My friend and I sat at a local cafe on the main st. to people watch It was set in European style. Every seat was lined up against the glass, next to each other in a row with tables in front of them. We ordered cappuccino’s and marveled at how beautifully and artfully they were decorated and presented. We realized that they should have been after paying almost $11.00 each. Starbuck’s was looking like a bargain.
One of my favorite places was a small bakery and cafe called Laduree, also in St Germain. They sold these cookies called macaroons. Every day in the late afternoon, customers would form a line, probably on their way home from work and wait patiently to choose from the variety of crayon colored cookies. The colors matched the flavors. Purple was lavender. Red was Raspberry. Yellow was Lemon. In the past year, I have seen them in a few specialty shops.
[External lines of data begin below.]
//! forwarding options: rewrite the upstream target (spec.md §3, §4.2)

use url::Url;

use crate::errors::WsError;
use crate::request::RawHeaders;

/// how the Host (or `:authority`) header should be treated when forwarding
///
/// replaces the original's `true | false | string`, whose falsy-non-bool
/// case was ambiguous (spec.md §9 Open Questions) — resolved in DESIGN.md
/// as: anything that is not `Rewrite` and not a `Literal` means "do not
/// touch", which is exactly what `Keep` models.
#[derive(Debug, Clone, PartialEq, Eq)]
pub enum UpdateHostHeader {
    /// rewrite Host/`:authority` to the new target (the default)
    Rewrite,
    /// leave the header untouched
    Keep,
    /// set the header to this exact literal value
    Literal(String),
}

impl Default for UpdateHostHeader {
    fn default() -> Self {
        Self::Rewrite
    }
}

/// rule-configured rewrite of the upstream target, distinct from
/// transparent proxying (spec.md Glossary)
#[derive(Debug, Clone)]
pub struct ForwardingOptions {
    pub target_host: String,
    pub update_host_header: UpdateHostHeader,
}

/// the forwarding target resolved against an original request URL
pub struct ForwardingTarget {
    pub url: Url,
    pub host_header_value: String,
}

impl ForwardingOptions {
    /// compute the rewritten upstream URL and Host header value
    ///
    /// - if `target_host` contains no `/`, it is `host[:port]` and only the
    ///   hostname/port are replaced, the rest of `original` (scheme, path,
    ///   query) is kept.
    /// - otherwise `target_host` is parsed as a full URL and its scheme,
    ///   hostname, and port replace the original's; the original's path and
    ///   query are preserved (spec.md §4.2 "Forwarding variant").
    pub fn resolve(&self, original: &Url) -> Result<ForwardingTarget, WsError> {
        let mut rewritten = original.clone();
        if !self.target_host.contains('/') {
            let (host, port) = match self.target_host.split_once(':') {
                Some((h, p)) => (
                    h.to_string(),
                    Some(p.parse::<u16>().map_err(|_| WsError::InvalidUri(self.target_host.clone()))?),
                ),
                None => (self.target_host.clone(), None),
            };
            rewritten
                .set_host(Some(&host))
                .map_err(|_| WsError::InvalidUri(self.target_host.clone()))?;
            rewritten
                .set_port(port)
                .map_err(|_| WsError::InvalidUri(self.target_host.clone()))?;
        } else {
            let target = Url::parse(&self.target_host).map_err(|_| WsError::InvalidUri(self.target_host.clone()))?;
            rewritten
                .set_scheme(target.scheme())
                .map_err(|_| WsError::InvalidUri(self.target_host.clone()))?;
            rewritten
                .set_host(target.host_str())
                .map_err(|_| WsError::InvalidUri(self.target_host.clone()))?;
            rewritten
                .set_port(target.port())
                .map_err(|_| WsError::InvalidUri(self.target_host.clone()))?;
        }

        let host_header_value = match effective_port(&rewritten) {
            Some(port) if !is_default_port(&rewritten, port) => {
                format!("{}:{}", rewritten.host_str().unwrap_or_default(), port)
            }
            _ => rewritten.host_str().unwrap_or_default().to_string(),
        };

        Ok(ForwardingTarget {
            url: rewritten,
            host_header_value,
        })
    }

    /// apply `update_host_header` semantics to `headers` for the resolved
    /// target, inserting the Host header if one is not already present
    pub fn apply_host_header(&self, headers: &mut RawHeaders, target: &ForwardingTarget) {
        match &self.update_host_header {
            UpdateHostHeader::Keep => {}
            UpdateHostHeader::Rewrite => headers.set("Host", target.host_header_value.clone()),
            UpdateHostHeader::Literal(value) => headers.set("Host", value.clone()),
        }
    }
}

fn effective_port(url: &Url) -> Option<u16> {
    url.port().or_else(|| match url.scheme() {
        "ws" => Some(80),
        "wss" => Some(443),
        _ => None,
    })
}

fn is_default_port(url: &Url, port: u16) -> bool {
    matches!((url.scheme(), port), ("ws", 80) | ("wss", 443))
}

#[cfg(test)]
mod tests {
    use super::*;

    #[test]
    fn host_port_only_rewrite_preserves_path_and_query() {
        let original = Url::parse("ws://client.local/chat?x=1").unwrap();
        let options = ForwardingOptions {
            target_host: "example.com:8080".to_string(),
            update_host_header: UpdateHostHeader::default(),
        };
        let target = options.resolve(&original).unwrap();
        assert_eq!(target.url.as_str(), "ws://example.com:8080/chat?x=1");
        assert_eq!(target.host_header_value, "example.com:8080");
    }

    #[test]
    fn full_url_rewrite_replaces_scheme_host_port_keeps_path() {
        let original = Url::parse("ws://client.local/socket").unwrap();
        let options = ForwardingOptions {
            target_host: "wss://secure.example.com:9443".to_string(),
            update_host_header: UpdateHostHeader::default(),
        };
        let target = options.resolve(&original).unwrap();
        assert_eq!(target.url.scheme(), "wss");
        assert_eq!(target.url.path(), "/socket");
        assert_eq!(target.host_header_value, "secure.example.com:9443");
    }

    #[test]
    fn keep_host_header_leaves_it_untouched() {
        let mut headers = RawHeaders::default();
        headers.push("Host", "client.local");
        let original = Url::parse("ws://client.local/chat").unwrap();
        let options = ForwardingOptions {
            target_host: "example.com".to_string(),
            update_host_header: UpdateHostHeader::Keep,
        };
        let target = options.resolve(&original).unwrap();
        options.apply_host_header(&mut headers, &target);
        assert_eq!(headers.get("host"), Some("client.local"));
    }

    #[test]
    fn literal_host_header_overrides_value() {
        let mut headers = RawHeaders::default();
        let original = Url::parse("ws://client.local/chat").unwrap();
        let options = ForwardingOptions {
            target_host: "example.com".to_string(),
            update_host_header: UpdateHostHeader::Literal("custom.example".to_string()),
        };
        let target = options.resolve(&original).unwrap();
        options.apply_host_header(&mut headers, &target);
        assert_eq!(headers.get("host"), Some("custom.example"));
    }
}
I resent it.
Either too many French have entered the U.S. or the word is out. It’s lost its allure for me. I liked the uniqueness of them. I liked describing something someone else couldn’t have, unless they also traveled 3,500 miles Last year when I was returning home from Ireland, at the Dublin airport, there was a Laduree stand. I couldn’t believe it. I got so damn excited you’d think I had just hit the lottery.
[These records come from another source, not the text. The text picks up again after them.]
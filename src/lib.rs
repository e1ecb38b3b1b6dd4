//! WebSocket interception core for an HTTP(S) mocking/intercepting proxy.
//!
//! An HTTP front-end (out of scope here) accepts a TCP connection,
//! terminates TLS, parses an HTTP Upgrade request, and hands
//! `(request, raw socket, head buffer)` to [`handler::handle`] once a
//! matching [`rule::Rule`] has been selected. From there this crate owns
//! the full WebSocket session: completing the downstream handshake
//! ([`acceptor`]), dialing an upstream endpoint when required
//! ([`upstream`]), and relaying frames ([`pipe`]) until either side
//! closes.

pub mod acceptor;
pub mod codec;
pub mod connection;
pub mod dns;
pub mod errors;
pub mod forwarding;
pub mod frame;
pub mod handler;
pub mod handshake;
pub mod pipe;
pub mod proxy;
pub mod request;
pub mod rule;
pub mod serialize;
pub mod stream;
pub mod tls;
pub mod upstream;

pub use connection::{ConnectionState, WsConnection};
pub use errors::{ProtocolError, SessionOutcome, WsError};
pub use frame::OpCode;
pub use handler::{HandlerVariant, PassThroughOptions, RejectResponse};
pub use request::{HttpVersionHint, IncomingRequest, RawHeaders};
pub use rule::{CompletionPredicate, ExchangeRecord, ExchangeSnapshot, Matcher, Rule};
pub use serialize::{HandlerConversionError, HandlerPayload};
pub use upstream::{ConnectorOptions, UpstreamConnector};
The plane was boarding but I didn’t care. I needed to bring some home. I bought a small box back for the friend I had traveled to Paris with too. She also indulged with me in a variety of unknown delicacies with tastes and textures foreign to both of us while there.
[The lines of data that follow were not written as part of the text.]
//! TLS trust assembly for the Upstream Connector (spec.md §4.2 step 2-3)
//!
//! grounded in the teacher's `wrap_tls` (`src/protocol.rs`), rebased onto
//! `rustls`'s certificate-store API (the pack's sibling proxy/tunnel crates
//! — `wstunnel`, `hudsucker` — use the same `rustls-pemfile` + `rustls`
//! pairing rather than the teacher's older `webpki::DNSNameRef` API).

use std::path::PathBuf;
use std::sync::Arc;

use once_cell::sync::OnceCell;
use rustls::{Certificate, ClientConfig, PrivateKey, RootCertStore};

use crate::errors::WsError;

/// a single trusted CA, either inline PEM text or a path to read at dial
/// time (spec.md §3 Passthrough connection options: `trustAdditionalCAs`)
#[derive(Debug, Clone)]
pub enum TrustAnchorSource {
    Pem(String),
    Path(PathBuf),
}

/// `ignoreHostHttpsErrors`: either every host or a specific set
#[derive(Debug, Clone, Default)]
pub enum IgnoreHostHttpsErrors {
    #[default]
    None,
    All,
    Hosts(std::collections::HashSet<String>),
}

impl IgnoreHostHttpsErrors {
    /// spec.md §4.2 step 2: compute `strictTls` for a given hostname
    pub fn is_strict_for(&self, host: &str) -> bool {
        match self {
            Self::None => true,
            Self::All => false,
            Self::Hosts(hosts) => !hosts.contains(host),
        }
    }
}

/// mutual-TLS client certificate, sourced from a PKCS#12 (`.pfx`) bundle
#[derive(Debug, Clone)]
pub struct ClientCertConfig {
    pub pfx: Vec<u8>,
    pub passphrase: Option<String>,
}

/// parses a PEM-encoded certificate/key pair out of a ClientCertConfig
///
/// full PKCS#12 decryption is out of scope for this crate (no `p12`/openssl
/// dependency is carried by the teacher or the sibling pack crates); this
/// accepts a PKCS#12 container whose inner cert/key material has already
/// been converted to PEM and concatenated, which is the shape the admin
/// layer's parameter-dereferencer hands over in practice. Anything else
/// fails the dial rather than panicking (spec.md §7).
pub fn parse_client_cert(host: &str, config: &ClientCertConfig) -> Result<(Vec<Certificate>, PrivateKey), WsError> {
    let mut reader = std::io::Cursor::new(&config.pfx);
    let certs = rustls_pemfile::certs(&mut reader).map_err(|_| WsError::InvalidClientCert(host.to_string()))?;
    if certs.is_empty() {
        return Err(WsError::InvalidClientCert(host.to_string()));
    }
    let mut reader = std::io::Cursor::new(&config.pfx);
    let keys = rustls_pemfile::pkcs8_private_keys(&mut reader).map_err(|_| WsError::InvalidClientCert(host.to_string()))?;
    let key = keys.into_iter().next().ok_or_else(|| WsError::InvalidClientCert(host.to_string()))?;
    Ok((certs.into_iter().map(Certificate).collect(), PrivateKey(key)))
}

/// builds and memoizes the system-plus-additional trust root bundle for
/// one Upstream Connector / handler instance
///
/// spec.md §3 invariant: "the upstream trust-root list is computed at most
/// once per handler instance (memoized future)". A `OnceCell` gives
/// exactly that under the single-threaded cooperative model and remains
/// correct if the embedding runtime is multi-threaded (spec.md §5).
#[derive(Default)]
pub struct TrustRootCache {
    cell: OnceCell<Arc<RootCertStore>>,
}

impl TrustRootCache {
    pub fn new() -> Self {
        Self::default()
    }

    /// get the memoized root store, assembling it on first call
    pub fn get_or_build(&self, additional: &[TrustAnchorSource]) -> Result<Arc<RootCertStore>, WsError> {
        if let Some(store) = self.cell.get() {
            return Ok(store.clone());
        }
        let mut store = RootCertStore::empty();
        store.add_trust_anchors(webpki_roots::TLS_SERVER_ROOTS.iter().map(|ta| {
            rustls::OwnedTrustAnchor::from_subject_spki_name_constraints(ta.subject, ta.spki, ta.name_constraints)
        }));
        for source in additional {
            let pem = match source {
                TrustAnchorSource::Pem(text) => text.clone(),
                TrustAnchorSource::Path(path) => std::fs::read_to_string(path)
                    .map_err(|_| WsError::CertFileNotFound(path.display().to_string()))?,
            };
            let mut reader = std::io::Cursor::new(pem.as_bytes());
            let certs = rustls_pemfile::certs(&mut reader)
                .map_err(|e| WsError::LoadCertFailed(describe_source(source), e.to_string()))?;
            for cert in certs {
                store
                    .add(&Certificate(cert))
                    .map_err(|e| WsError::LoadCertFailed(describe_source(source), e.to_string()))?;
            }
        }
        let store = Arc::new(store);
        let _ = self.cell.set(store.clone());
        Ok(store)
    }
}

fn describe_source(source: &TrustAnchorSource) -> String {
    match source {
        TrustAnchorSource::Pem(_) => "<inline pem>".to_string(),
        TrustAnchorSource::Path(p) => p.display().to_string(),
    }
}

/// a `rustls::ClientConfig` that accepts any server certificate
///
/// used when `strictTls` is false for a given host (spec.md §4.2 step 2).
/// still negotiates real TLS (confidentiality intact); only the peer
/// certificate validity check is skipped, matching `ignoreHostHttpsErrors`.
mod danger {
    use rustls::client::{ServerCertVerified, ServerCertVerifier};

    pub(super) struct NoCertVerification;

    impl ServerCertVerifier for NoCertVerification {
        fn verify_server_cert(
            &self,
            _end_entity: &rustls::Certificate,
            _intermediates: &[rustls::Certificate],
            _server_name: &rustls::ServerName,
            _scts: &mut dyn Iterator<Item = &[u8]>,
            _ocsp_response: &[u8],
            _now: std::time::SystemTime,
        ) -> Result<ServerCertVerified, rustls::Error> {
            Ok(ServerCertVerified::assertion())
        }
    }
}

/// build the `rustls::ClientConfig` to use for one dial, given the
/// memoized trust roots and whether this host should skip verification
pub fn build_client_config(
    roots: Arc<RootCertStore>,
    strict: bool,
    client_cert: Option<(Vec<Certificate>, PrivateKey)>,
) -> Result<ClientConfig, WsError> {
    let wants_client_auth = if strict {
        ClientConfig::builder()
            .with_safe_defaults()
            .with_root_certificates((*roots).clone())
    } else {
        ClientConfig::builder()
            .with_safe_defaults()
            .with_custom_certificate_verifier(Arc::new(danger::NoCertVerification))
    };
    Ok(match client_cert {
        Some((certs, key)) => wants_client_auth
            .with_client_auth_cert(certs, key)
            .map_err(|e| WsError::TlsFailed(e.to_string()))?,
        None => wants_client_auth.with_no_client_auth(),
    })
}

#[cfg(test)]
mod tests {
    use super::*;

    #[test]
    fn ignore_all_relaxes_every_host() {
        let policy = IgnoreHostHttpsErrors::All;
        assert!(!policy.is_strict_for("example.com"));
        assert!(!policy.is_strict_for("other.com"));
    }

    #[test]
    fn ignore_specific_hosts_only_relaxes_those() {
        let mut hosts = std::collections::HashSet::new();
        hosts.insert("insecure.example.com".to_string());
        let policy = IgnoreHostHttpsErrors::Hosts(hosts);
        assert!(!policy.is_strict_for("insecure.example.com"));
        assert!(policy.is_strict_for("other.example.com"));
    }

    #[test]
    fn trust_root_cache_memoizes() {
        let cache = TrustRootCache::new();
        let first = cache.get_or_build(&[]).unwrap();
        let second = cache.get_or_build(&[]).unwrap();
        assert!(Arc::ptr_eq(&first, &second));
    }
}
Most of what I liked about Paris was the culture. The people. It is always the people for me. I didn’t think they were cold or arrogant like many claim. I’m from the east coast. Maybe I’m just used to it. We know how to be aggressive, stand offish and rude, so none of it would have offended me. The people I met were none of that.
The night my traveling companion was with her friend, I walked along the main street on the side of the shops, restaurants and galleries, all the while with the river in my periphery. It was glowing at night, with the lights outlining the buildings that sat on the surface. As I was passing a gallery, a few people had spilled out on to the sidewalk.
“Bonjour,” said a man and then quickly proceeded to conclude his sentence in French. When he saw my perplexed look, he translated. “Oh Madam, we are having an opening party tonight. There is wine and food inside. Won’t you join us ?” I smiled and walked through the door. I was handed a glass of white wine as I made my way around the room, taking in the art and energy of quick chatter I couldn’t understand. I was left listening to the sound of their erotic accents and only imagined what might have been said. When I left, I looked out across the Seinne and watched lovers. Was that young couple I saw days ago kissing on the bridge still there, enveloped in romance. If not, there were so many other people that filled the gap between both sides of the river. How could there not be. This is Paris.